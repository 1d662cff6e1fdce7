//! Assembly, decode, and execution error definitions.
//!
//! This module defines the error taxonomy of the simulator. It provides:
//! 1. **Encoding Errors:** Failures localized to a single source instruction; assembly continues.
//! 2. **Decode Errors:** Unrecognized or missing instruction words; fatal to a run.
//! 3. **Execution Errors:** Faults raised while dispatching a decoded instruction; fatal to a run.

use serde::Serialize;
use thiserror::Error;

/// Failure to encode one source instruction or data directive.
///
/// Every variant names the offending token so diagnostics can point at it.
#[derive(Clone, Debug, PartialEq, Eq, Error)]
pub enum EncodingError {
    /// The mnemonic is not part of the supported instruction set.
    #[error("unknown mnemonic `{0}`")]
    UnknownMnemonic(String),

    /// The register name is not a known ABI name.
    #[error("unknown register `{0}`")]
    UnknownRegister(String),

    /// A numeric register outside `0..=31`.
    #[error("register `{0}` out of range (0-31)")]
    RegisterOutOfRange(String),

    /// A label that was never defined in the program.
    #[error("undefined label `{0}`")]
    UndefinedLabel(String),

    /// A token that does not parse as an integer literal.
    #[error("invalid immediate `{0}`")]
    InvalidImmediate(String),

    /// An integer literal that does not fit the field it is encoded into.
    #[error("immediate `{token}` out of range {min}..={max}")]
    ImmediateOutOfRange {
        /// Offending literal as written.
        token: String,
        /// Smallest accepted value.
        min: i64,
        /// Largest accepted value.
        max: i64,
    },

    /// Wrong number of operands for the mnemonic.
    #[error("`{mnemonic}` expects {expected} operand(s), found {found}")]
    OperandCount {
        /// Mnemonic being encoded.
        mnemonic: String,
        /// Operand count the mnemonic takes.
        expected: usize,
        /// Operand count found in the source.
        found: usize,
    },

    /// A branch target farther than a signed 16-bit word displacement.
    #[error("branch target `{0}` out of range")]
    BranchOutOfRange(String),

    /// A memory operand that is neither `offset(base)` nor a label expression.
    #[error("malformed memory operand `{0}`")]
    MalformedOperand(String),

    /// A directive the assembler does not recognise.
    #[error("unknown directive `{0}`")]
    UnknownDirective(String),

    /// A string directive whose literal is not properly quoted.
    #[error("malformed string literal `{0}`")]
    MalformedString(String),

    /// An instruction appearing in the data section or a data directive in the text section.
    #[error("`{0}` is not valid in the current section")]
    WrongSection(String),
}

/// An [`EncodingError`] attached to the source line it came from.
#[derive(Clone, Debug, PartialEq, Eq, Error)]
#[error("line {line}: {source}")]
pub struct AssemblyError {
    /// 1-based source line number.
    pub line: usize,
    /// Cleaned source text of the line.
    pub text: String,
    /// Underlying encoding failure.
    pub source: EncodingError,
}

/// Failure to fetch or decode an instruction word.
///
/// Decode errors are fatal: the engine halts with `HaltReason::DecodeError`.
#[derive(Clone, Copy, Debug, PartialEq, Eq, Error, Serialize)]
pub enum DecodeError {
    /// The primary opcode is outside the supported table.
    #[error("unknown opcode {opcode:#08b} in word {word:#010x}")]
    UnknownOpcode {
        /// Raw instruction word.
        word: u32,
        /// Extracted opcode field.
        opcode: u32,
    },

    /// The opcode selects a function table but the funct field is unknown.
    #[error("unknown funct {funct:#08b} for opcode {opcode:#08b} in word {word:#010x}")]
    UnknownFunct {
        /// Raw instruction word.
        word: u32,
        /// Extracted opcode field.
        opcode: u32,
        /// Extracted funct field.
        funct: u32,
    },

    /// No valid instruction exists at the program counter.
    ///
    /// Raised when the PC runs past the end of the program, is not word aligned,
    /// or addresses a slot whose source line failed to encode.
    #[error("no instruction at pc {pc:#010x}")]
    NoInstruction {
        /// Program counter that was fetched.
        pc: u32,
    },
}

/// Failure while executing an already-decoded instruction.
#[derive(Clone, Copy, Debug, PartialEq, Eq, Error, Serialize)]
pub enum ExecutionError {
    /// A word load or store at an address that is not 4-byte aligned.
    #[error("misaligned word access at {address:#010x}")]
    MisalignedAccess {
        /// Effective address computed by the instruction.
        address: u32,
    },
}

/// Failure to obtain program source text.
#[derive(Debug, Error)]
pub enum LoadError {
    /// The source file could not be read.
    #[error("could not read `{path}`: {source}")]
    Io {
        /// Path as given by the caller.
        path: String,
        /// Underlying I/O error.
        source: std::io::Error,
    },
}
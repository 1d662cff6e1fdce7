//! MIPS-32 Instruction Decoder.
//!
//! This module turns a 32-bit instruction word into a [`Decoded`] record. The
//! opcode (bits 31-26) selects the operation directly, except for the
//! `SPECIAL` and `SPECIAL2` opcodes whose funct field (bits 5-0) is looked up
//! in a second table. Words outside both tables are rejected.

use crate::common::error::DecodeError;
use crate::isa::instruction::{Decoded, InstructionBits, Operation};
use crate::isa::mips32::{funct, opcodes};

/// Resolves the operation for an instruction word.
///
/// # Errors
///
/// [`DecodeError::UnknownOpcode`] or [`DecodeError::UnknownFunct`] naming the raw bit pattern.
pub fn operation(word: u32) -> Result<Operation, DecodeError> {
    let opcode = word.opcode();
    let op = match opcode {
        opcodes::OP_SPECIAL => special(word)?,
        opcodes::OP_SPECIAL2 => match word.funct() {
            funct::MUL => Operation::Mul,
            f => {
                return Err(DecodeError::UnknownFunct {
                    word,
                    opcode,
                    funct: f,
                });
            }
        },
        opcodes::OP_J => Operation::J,
        opcodes::OP_JAL => Operation::Jal,
        opcodes::OP_BEQ => Operation::Beq,
        opcodes::OP_BNE => Operation::Bne,
        opcodes::OP_ADDI => Operation::Addi,
        opcodes::OP_ANDI => Operation::Andi,
        opcodes::OP_ORI => Operation::Ori,
        opcodes::OP_LUI => Operation::Lui,
        opcodes::OP_LW => Operation::Lw,
        opcodes::OP_SW => Operation::Sw,
        _ => return Err(DecodeError::UnknownOpcode { word, opcode }),
    };
    Ok(op)
}

/// Resolves the funct table of the `SPECIAL` opcode.
fn special(word: u32) -> Result<Operation, DecodeError> {
    Ok(match word.funct() {
        funct::ADD => Operation::Add,
        funct::SUB => Operation::Sub,
        funct::AND => Operation::And,
        funct::OR => Operation::Or,
        funct::XOR => Operation::Xor,
        funct::NOR => Operation::Nor,
        funct::SLT => Operation::Slt,
        funct::SLL => Operation::Sll,
        funct::SRL => Operation::Srl,
        funct::JR => Operation::Jr,
        funct::SYSCALL => Operation::Syscall,
        f => {
            return Err(DecodeError::UnknownFunct {
                word,
                opcode: opcodes::OP_SPECIAL,
                funct: f,
            });
        }
    })
}

/// Decodes an instruction word into its operation and fields.
///
/// # Arguments
///
/// * `word` - The 32-bit instruction encoding to decode.
///
/// # Errors
///
/// Propagates [`operation`] failures for words outside the supported subset.
pub fn decode(word: u32) -> Result<Decoded, DecodeError> {
    Ok(Decoded {
        raw: word,
        op: operation(word)?,
        rs: word.rs(),
        rt: word.rt(),
        rd: word.rd(),
        shamt: word.shamt(),
        imm: word.imm16(),
        target: word.target(),
    })
}
//! Console presenter.
//!
//! Prints each step as it executes: the instruction and its control signals,
//! the register file (four per row, ABI names), and touched memory. Program
//! output from syscalls is printed as it happens. In step mode the presenter
//! waits for Enter before returning control to the simulator.

use std::io::{self, BufRead, Write};

use mipsim_core::common::RegisterFile;
use mipsim_core::core::syscall::SyscallEvent;
use mipsim_core::core::{HaltReason, StepEvent};
use mipsim_core::sim::Presenter;
use mipsim_core::soc::Memory;
use mipsim_core::stats::SimStats;

/// Prints the datapath state to stdout.
#[derive(Debug)]
pub struct ConsolePresenter {
    /// Dump registers and memory after every step.
    verbose: bool,
    /// Wait for Enter after every step.
    step: bool,
}

impl ConsolePresenter {
    /// Creates a presenter; `verbose` dumps state per step, `step` pauses after each one.
    pub const fn new(verbose: bool, step: bool) -> Self {
        Self { verbose, step }
    }

    fn wait_for_enter() {
        print!("-- press Enter to continue --");
        let _ = io::stdout().flush();
        let mut line = String::new();
        let _ = io::stdin().lock().read_line(&mut line);
    }
}

impl Presenter for ConsolePresenter {
    fn on_step(&mut self, event: &StepEvent, registers: &RegisterFile, memory: &Memory) {
        if self.verbose {
            match event.word {
                Some(word) => println!(
                    "[{:#010x}] {word:#010x}  {}",
                    event.pc, event.disassembly
                ),
                None => println!("[{:#010x}] <no instruction>", event.pc),
            }
            if let Some(signals) = event.signals {
                println!("  {signals}");
            }
        }

        match &event.syscall {
            Some(SyscallEvent::PrintInt(v)) => println!("{v}"),
            Some(SyscallEvent::PrintString(s)) => println!("{s}"),
            Some(SyscallEvent::Unknown(code)) => eprintln!("[!] unknown syscall {code}"),
            Some(SyscallEvent::Exit) | None => {}
        }

        if self.verbose {
            print!("{registers}");
            if !memory.is_empty() {
                println!("Memory:");
                print!("{memory}");
            }
            println!();
        }

        if self.step {
            Self::wait_for_enter();
        }
    }

    fn on_halt(&mut self, reason: HaltReason, _stats: &SimStats) {
        match reason {
            HaltReason::NormalExit => println!("\n[*] Program exited normally"),
            HaltReason::DecodeError(e) => eprintln!("\n[!] Halted: {e}"),
            HaltReason::ExecutionError { pc, word, error } => {
                eprintln!("\n[!] Halted at {pc:#010x} ({word:#010x}): {error}");
            }
        }
    }
}
//! Simulator driver.
//!
//! Pairs an [`Engine`] with its [`Config`] and paces it: one step at a time
//! (`step_once`) or until it halts or reaches `general.max_steps` (`run`).

use crate::asm::Program;
use crate::config::Config;
use crate::core::{Engine, HaltReason, StepEvent};
use crate::sim::presenter::Presenter;

/// How a call to [`Simulator::run`] ended.
#[derive(Clone, Copy, Debug, PartialEq, Eq)]
pub enum RunOutcome {
    /// The engine halted.
    Halted(HaltReason),
    /// `max_steps` instructions ran without a halt; the engine is still running.
    StepLimit {
        /// Steps executed by this call.
        steps: u64,
    },
}

/// Top-level simulator.
#[derive(Debug)]
pub struct Simulator {
    engine: Engine,
    config: Config,
}

impl Simulator {
    /// Creates a simulator for an assembled program.
    pub fn new(program: &Program, config: Config) -> Self {
        Self {
            engine: Engine::new(program, &config),
            config,
        }
    }

    /// The engine being driven.
    pub const fn engine(&self) -> &Engine {
        &self.engine
    }

    /// The active configuration.
    pub const fn config(&self) -> &Config {
        &self.config
    }

    /// Executes one instruction and notifies the presenter.
    pub fn step_once(&mut self, presenter: &mut dyn Presenter) -> StepEvent {
        let was_halted = self.engine.is_halted();
        let event = self.engine.step();
        if was_halted {
            return event;
        }
        presenter.on_step(&event, self.engine.registers(), self.engine.memory());
        if let Some(reason) = self.engine.halt_reason() {
            presenter.on_halt(reason, self.engine.stats());
        }
        event
    }

    /// Runs until the engine halts or the configured step limit is reached.
    pub fn run(&mut self, presenter: &mut dyn Presenter) -> RunOutcome {
        let limit = self.config.general.max_steps;
        let mut steps = 0_u64;
        loop {
            if let Some(reason) = self.engine.halt_reason() {
                return RunOutcome::Halted(reason);
            }
            if limit.is_some_and(|max| steps >= max) {
                tracing::info!(steps, "step limit reached");
                return RunOutcome::StepLimit { steps };
            }
            let _ = self.step_once(presenter);
            steps += 1;
        }
    }
}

**YOUR OBJECTIVE:**
Every line of the listing that holds "impl" counts once. Say how many such lines there are, using only a number.

**SOLUTION TO THIS PROBLEM:**
3